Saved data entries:

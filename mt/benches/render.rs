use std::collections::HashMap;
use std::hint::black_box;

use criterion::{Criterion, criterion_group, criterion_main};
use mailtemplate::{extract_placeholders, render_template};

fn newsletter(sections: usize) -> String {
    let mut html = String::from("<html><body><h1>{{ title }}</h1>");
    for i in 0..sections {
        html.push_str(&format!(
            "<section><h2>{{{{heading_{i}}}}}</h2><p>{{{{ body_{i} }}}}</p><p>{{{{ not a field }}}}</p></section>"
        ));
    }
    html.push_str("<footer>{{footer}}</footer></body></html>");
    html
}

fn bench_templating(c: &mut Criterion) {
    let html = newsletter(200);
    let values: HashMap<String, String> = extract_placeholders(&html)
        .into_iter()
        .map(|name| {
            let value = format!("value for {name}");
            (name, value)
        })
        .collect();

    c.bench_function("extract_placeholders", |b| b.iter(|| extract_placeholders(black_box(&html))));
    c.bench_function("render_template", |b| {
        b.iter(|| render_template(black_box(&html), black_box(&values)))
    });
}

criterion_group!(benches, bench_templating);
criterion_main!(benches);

---

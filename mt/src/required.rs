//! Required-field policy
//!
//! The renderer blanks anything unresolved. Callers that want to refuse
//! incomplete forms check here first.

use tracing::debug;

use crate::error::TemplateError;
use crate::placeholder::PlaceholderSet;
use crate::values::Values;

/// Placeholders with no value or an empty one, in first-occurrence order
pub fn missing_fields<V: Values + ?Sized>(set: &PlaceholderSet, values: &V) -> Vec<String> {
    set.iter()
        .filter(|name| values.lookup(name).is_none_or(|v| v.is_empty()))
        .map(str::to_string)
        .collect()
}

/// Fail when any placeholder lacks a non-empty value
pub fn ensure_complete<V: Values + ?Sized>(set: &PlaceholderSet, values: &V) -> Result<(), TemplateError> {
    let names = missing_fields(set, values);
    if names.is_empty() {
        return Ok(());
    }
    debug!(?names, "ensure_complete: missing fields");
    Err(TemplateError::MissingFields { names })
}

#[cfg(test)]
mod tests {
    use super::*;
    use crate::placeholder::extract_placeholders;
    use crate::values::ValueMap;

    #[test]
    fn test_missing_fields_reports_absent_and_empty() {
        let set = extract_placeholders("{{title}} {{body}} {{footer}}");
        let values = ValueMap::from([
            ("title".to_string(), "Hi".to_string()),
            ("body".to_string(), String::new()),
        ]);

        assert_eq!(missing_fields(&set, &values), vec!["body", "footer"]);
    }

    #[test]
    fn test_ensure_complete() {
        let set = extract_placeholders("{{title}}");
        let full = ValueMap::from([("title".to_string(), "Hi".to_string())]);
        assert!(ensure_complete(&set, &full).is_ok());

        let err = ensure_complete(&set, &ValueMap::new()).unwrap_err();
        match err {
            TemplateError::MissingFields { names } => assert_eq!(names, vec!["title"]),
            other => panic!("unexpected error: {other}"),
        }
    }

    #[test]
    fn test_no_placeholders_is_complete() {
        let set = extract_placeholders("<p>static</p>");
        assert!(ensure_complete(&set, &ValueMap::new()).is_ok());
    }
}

**What you have to do:** Locate the word "benches" in the data above. Copy every line carrying it.

**Solution to this task:**
filename mt/benches/render.rs
criterion_group!(benches, bench_templating);
criterion_main!(benches);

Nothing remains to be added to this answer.